Antes de poder reaccionar de algún modo, penetró en la habitación entre los restos de las descuajeringadas puertas, una figura humana de hombre, vestida de negro, de cabello plateado y con un antifaz cubriendo sus ojos.

—¡Silencio en la sala! —clamó la figura con voz tonante.

—¡Que mi abuela está mala! —intentó bromear nerviosamente el premio Nobel de medicina del último año. Broma que tuvo funestas consecuencias para el interesado, pues fue fulminado por un rayo flamígero que brotó de la mano derecha de la figura de negro.

—¡Ay mama, ay mama! —exclamó azorada la escritora de best-sellers más editada en África negra, a la vez que se desmayaba. La cabeza visible del espionaje británico (ya le vale), aunque no exclamó nada, igualmente perdió el sentido.

—¿Quién osa interrumpir esta sacrosanta reunión, cónclave o contubernio? —increpó a la figura de negro el mayor productor japonés de atún rojo y sus derivados.

—Yo oso, chiquilicuatre. Y a quien hable más lo fulmino —contestó gallito el interpelado, procediendo a achicharrar con otro rayo flamígero al interpelante, momento que aprovecharon el chef propietario del más sofisticado restaurante de Bombay, así como el presidente del Parlamento ruso, para ser víctimas de un “tonto” que dejó a ambos “inmutos”. Seguidamente, ya no se oyó ni pío por parte de los reunidos, o de lo que quedaba de ellos. Momento que aprovechó el de negro para explayarse un poco.

—Aquí se ha convocado a la flor y nata del mundo mundial para hacer frente a dos grandes amenazas. Error: no son dos grandes amenazas, sino tres. Al coñazo del abrefácil y a los putos sensores de luz de los “váteres”, hay que añadir otra gran amenaza ineluctable, que no es otra que la proliferación por ciudades, pueblos, villas y villorrios de estatuas de bronce a pie de calle. Vade retro, Satanás. Sin ánimo de ser exhaustivos, lo mismo ponen a un hijo predilecto, a un sabio, a un insigne literato, que a un marinero, a unos toros o a un vendedor de cupones tristemente fallecido. Craso error: esas estatuas, de pie, sentadas, agachadas, etc., nos igualan a todos; podemos tropezar con ellas, y si nos hacemos fotos con ellas podemos descender al último escalón de la estulticia.
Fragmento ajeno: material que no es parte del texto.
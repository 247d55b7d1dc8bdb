//! In-memory stores backed by `DashMap`.
//!
//! Conditional transitions run under the shard write lock held by
//! `get_mut`, which makes the compare-and-set atomic with respect to other
//! writers of the same id.

use async_trait::async_trait;
use dashmap::DashMap;
use dashmap::mapref::entry::Entry;

use super::{
    AccessGrant, AccessRequest, GrantStore, RequestStatus, RequestStore, StatusUpdate, StoreError,
    Transition,
};

/// Process-local request store.
#[derive(Default)]
pub struct InMemoryRequestStore {
    requests: DashMap<String, AccessRequest>,
}

impl InMemoryRequestStore {
    /// Create an empty store.
    #[must_use]
    pub fn new() -> Self {
        Self::default()
    }

    /// Number of stored requests.
    #[must_use]
    pub fn len(&self) -> usize {
        self.requests.len()
    }

    /// Whether the store is empty.
    #[must_use]
    pub fn is_empty(&self) -> bool {
        self.requests.is_empty()
    }
}

#[async_trait]
impl RequestStore for InMemoryRequestStore {
    async fn insert(&self, request: &AccessRequest) -> Result<(), StoreError> {
        match self.requests.entry(request.id.clone()) {
            Entry::Occupied(_) => Err(StoreError::Duplicate(request.id.clone())),
            Entry::Vacant(slot) => {
                slot.insert(request.clone());
                Ok(())
            }
        }
    }

    async fn get(&self, id: &str) -> Result<Option<AccessRequest>, StoreError> {
        Ok(self.requests.get(id).map(|r| r.value().clone()))
    }

    async fn transition(
        &self,
        id: &str,
        expected: RequestStatus,
        update: StatusUpdate,
    ) -> Result<Transition, StoreError> {
        let Some(mut entry) = self.requests.get_mut(id) else {
            return Ok(Transition::Missing);
        };
        if entry.status != expected {
            return Ok(Transition::Conflict(entry.status));
        }
        entry.status = update.status;
        entry.decided_by = update.decided_by;
        entry.decided_at = update.decided_at;
        Ok(Transition::Applied(entry.value().clone()))
    }

    async fn list_by_status(
        &self,
        status: RequestStatus,
    ) -> Result<Vec<AccessRequest>, StoreError> {
        Ok(self
            .requests
            .iter()
            .filter(|r| r.status == status)
            .map(|r| r.value().clone())
            .collect())
    }
}

/// Process-local grant store.
#[derive(Default)]
pub struct InMemoryGrantStore {
    grants: DashMap<(String, String), AccessGrant>,
}

impl InMemoryGrantStore {
    /// Create an empty store.
    #[must_use]
    pub fn new() -> Self {
        Self::default()
    }

    /// Number of stored grants.
    #[must_use]
    pub fn len(&self) -> usize {
        self.grants.len()
    }

    /// Whether the store is empty.
    #[must_use]
    pub fn is_empty(&self) -> bool {
        self.grants.is_empty()
    }
}

#[async_trait]
impl GrantStore for InMemoryGrantStore {
    async fn get(&self, subject: &str, resource: &str) -> Result<Option<AccessGrant>, StoreError> {
        Ok(self
            .grants
            .get(&(subject.to_string(), resource.to_string()))
            .map(|g| g.value().clone()))
    }

    async fn upsert(&self, grant: &AccessGrant) -> Result<(), StoreError> {
        self.grants.insert(
            (grant.subject.clone(), grant.resource.clone()),
            grant.clone(),
        );
        Ok(())
    }
}
//! Verified identity claims and role checks.

use std::collections::BTreeSet;

use chrono::{DateTime, Utc};
use serde::{Deserialize, Serialize};

use crate::{Error, Result};

/// Identity extracted from a bearer token whose signature, issuer,
/// audience and expiry have all been verified.
///
/// Only [`TokenVerifier`](super::TokenVerifier) constructs these from
/// untrusted input.
#[derive(Debug, Clone, PartialEq, Eq, Serialize, Deserialize)]
pub struct IdentityClaim {
    /// Stable subject identifier (`sub`).
    pub subject: String,
    /// Email address, when the provider includes one.
    #[serde(skip_serializing_if = "Option::is_none")]
    pub email: Option<String>,
    /// Group memberships.
    #[serde(default)]
    pub groups: BTreeSet<String>,
    /// Token expiry (`exp`).
    pub expires_at: DateTime<Utc>,
}

impl IdentityClaim {
    /// Whether the identity is a member of `role`.
    #[must_use]
    pub fn has_role(&self, role: &str) -> bool {
        self.groups.contains(role)
    }
}

/// Fail with [`Error::Forbidden`] unless `claim` carries `role`.
pub fn require_role(claim: &IdentityClaim, role: &str) -> Result<()> {
    if claim.has_role(role) {
        Ok(())
    } else {
        Err(Error::Forbidden(format!("role '{role}' required")))
    }
}
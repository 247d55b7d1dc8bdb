//! Temporary credential issuance against an access grant.

use std::fmt;
use std::sync::Arc;
use std::time::Duration;

use chrono::{DateTime, Utc};
use serde::Serialize;
use tracing::{info, warn};

use crate::audit::{self, AuditEvent};
use crate::clock::Clock;
use crate::config::Config;
use crate::federation::{FederationService, SessionRequest};
use crate::identity::IdentityClaim;
use crate::lifecycle::normalize_resource;
use crate::store::{GrantStore, bounded};
use crate::{Error, Result};

/// STS limit on `RoleSessionName`.
const MAX_SESSION_NAME_LEN: usize = 64;

/// Credentials handed to the caller. Never persisted.
#[derive(Clone, Serialize)]
#[serde(rename_all = "camelCase")]
pub struct IssuedCredential {
    /// Access key id
    pub access_key_id: String,
    /// Secret access key
    pub secret_access_key: String,
    /// Session token
    pub session_token: String,
    /// Credential expiry
    pub expiration: DateTime<Utc>,
    /// Region the credentials are meant for
    pub region: String,
}

impl fmt::Debug for IssuedCredential {
    fn fmt(&self, f: &mut fmt::Formatter<'_>) -> fmt::Result {
        f.debug_struct("IssuedCredential")
            .field("access_key_id", &self.access_key_id)
            .field("secret_access_key", &"[REDACTED]")
            .field("session_token", &"[REDACTED]")
            .field("expiration", &self.expiration)
            .field("region", &self.region)
            .finish()
    }
}

/// Issuance settings.
#[derive(Debug, Clone)]
pub struct IssuerSettings {
    /// Region returned with every credential
    pub region: String,
    /// Session lifetime requested from the federation service
    pub session_duration: Duration,
    /// Session name prefix
    pub session_name_prefix: String,
    /// Bound on the federation call
    pub federation_timeout: Duration,
    /// Bound on the grant lookup
    pub store_timeout: Duration,
}

impl From<&Config> for IssuerSettings {
    fn from(config: &Config) -> Self {
        Self {
            region: config.federation.region.clone(),
            session_duration: config.federation.session_duration,
            session_name_prefix: config.federation.session_name_prefix.clone(),
            federation_timeout: config.federation.timeout,
            store_timeout: config.store.timeout,
        }
    }
}

/// Exchanges a valid grant for scoped temporary credentials.
pub struct CredentialIssuer {
    grants: Arc<dyn GrantStore>,
    federation: Arc<dyn FederationService>,
    clock: Arc<dyn Clock>,
    settings: IssuerSettings,
}

impl CredentialIssuer {
    /// Create an issuer.
    #[must_use]
    pub fn new(
        grants: Arc<dyn GrantStore>,
        federation: Arc<dyn FederationService>,
        clock: Arc<dyn Clock>,
        settings: IssuerSettings,
    ) -> Self {
        Self {
            grants,
            federation,
            clock,
            settings,
        }
    }

    /// Issue credentials for `resource` to the holder of `claim`.
    ///
    /// Expiry is evaluated at read time; an expired grant is left in place.
    ///
    /// # Errors
    ///
    /// - [`Error::InvalidInput`] for an empty or malformed resource
    /// - [`Error::NoGrant`] if no grant exists for the pair
    /// - [`Error::GrantExpired`] if the grant expiry has passed
    /// - [`Error::StoreUnavailable`] if the grant cannot be read
    /// - [`Error::IssuanceFailed`] if the federation call fails or times out
    pub async fn issue(&self, claim: &IdentityClaim, resource: &str) -> Result<IssuedCredential> {
        let resource = normalize_resource(resource)?;
        let subject = claim.subject.as_str();

        let grant = bounded(
            self.settings.store_timeout,
            "get grant",
            self.grants.get(subject, &resource),
        )
        .await?;
        let Some(grant) = grant else {
            audit::emit(&AuditEvent::credential_denied(subject, &resource, "no grant"));
            return Err(Error::NoGrant);
        };
        if grant.is_expired_at(self.clock.now()) {
            audit::emit(&AuditEvent::credential_denied(
                subject,
                &resource,
                "grant expired",
            ));
            return Err(Error::GrantExpired);
        }

        let request = SessionRequest {
            role_ref: grant.role_ref.clone(),
            session_name: session_name(&self.settings.session_name_prefix, subject, &resource),
            duration: self.settings.session_duration,
        };

        let session = match tokio::time::timeout(
            self.settings.federation_timeout,
            self.federation.assume_role(&request),
        )
        .await
        {
            Ok(Ok(session)) => session,
            Ok(Err(e)) => return Err(self.issuance_failed(subject, &resource, e.to_string())),
            Err(_) => {
                return Err(self.issuance_failed(
                    subject,
                    &resource,
                    format!(
                        "federation call timed out after {}ms",
                        self.settings.federation_timeout.as_millis()
                    ),
                ));
            }
        };

        info!(
            subject = %subject,
            resource = %resource,
            role = %grant.role_ref,
            expiration = %session.expiration,
            "Temporary credentials issued"
        );
        audit::emit(&AuditEvent::credential_issued(
            subject,
            &resource,
            session.expiration,
        ));

        Ok(IssuedCredential {
            access_key_id: session.access_key_id,
            secret_access_key: session.secret_access_key,
            session_token: session.session_token,
            expiration: session.expiration,
            region: self.settings.region.clone(),
        })
    }

    fn issuance_failed(&self, subject: &str, resource: &str, reason: String) -> Error {
        warn!(subject = %subject, resource = %resource, error = %reason, "Credential issuance failed");
        audit::emit(&AuditEvent::credential_denied(subject, resource, &reason));
        Error::IssuanceFailed(reason)
    }
}

/// `<prefix>-<subject>-<resource>`, restricted to the characters STS
/// accepts in a session name and cut to its length limit.
#[must_use]
pub fn session_name(prefix: &str, subject: &str, resource: &str) -> String {
    format!("{prefix}-{subject}-{resource}")
        .chars()
        .map(|c| {
            if c.is_ascii_alphanumeric() || "_+=,.@-".contains(c) {
                c
            } else {
                '-'
            }
        })
        .take(MAX_SESSION_NAME_LEN)
        .collect()
}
Incluso podemos mancharnos, si nos acercamos mucho a ellas, de orín. Puag.

—Diga que sí, desconocida figura de negro, velado su rostro tras un antifaz —interrumpió entusiasta la jueza más reputada de Irlanda—. Donde esté un alto pedestal de piedra o granito sosteniendo estatuas de genios y eminencias, que se quiten esos obstáculos ridículos de las estatuas a pie de calle.

—¡Bravo, bravo! —palmearon emocionados, al unísono, como para congraciarse, el ingeniero jefe de la mayor plataforma petrolífera del Pacífico y un riquísimo banquero moldavo.

—A fundirlas todas —proclamó exaltada la fallera mayor de Valencia, a la vez que engullía con fruición una galleta María.

—Que no quede ni una —apostilló el tenista número uno de la ATP, mientras una sonrisa se dibujaba con complacencia en el rostro de la figura de negro.

—Eso, eso, a las barricadas —expresó, quizás algo enajenado por la tensa situación, el consejero delegado de la primera empresa energética francesa.

—Silencio todos. ¿Cómo no os habéis dado cuenta de que en esta sala faltaba una silla? Una silla, la número dieciocho que debería ocupar yo, el máximo representante de una entidad fundamental y vital para entender el devenir de la civilización en el último decenio. Estoy muy enfadado por este olvido, e igual que Maléfica castigó severamente en La bella durmiente el no haber sido convidada a un bautizo, me estoy pensando muy de veras imponeros un serio correctivo.

—Perdona mi ignorancia, hijo mío —se atrevió a interrumpir con voz meliflua el obispo de la Seo de Urgel—, pero no alcanzo a colegir cuál es la organización que presides.

—¿Cómo que no, eminencia? —replicó alterada la figura de negro, a la vez que con calculada arrogancia procedía a quitarse el antifaz y desvelar su rostro—. Soy, ni más ni menos, ni menos ni más, que ¡tacháaaan! el presidente de la Asociación Cultural Ars Creatio.

En ese momento, precedido por un relámpago, se oyó tronar un trueno... y se hizo la oscuridad al irse la luz eléctrica.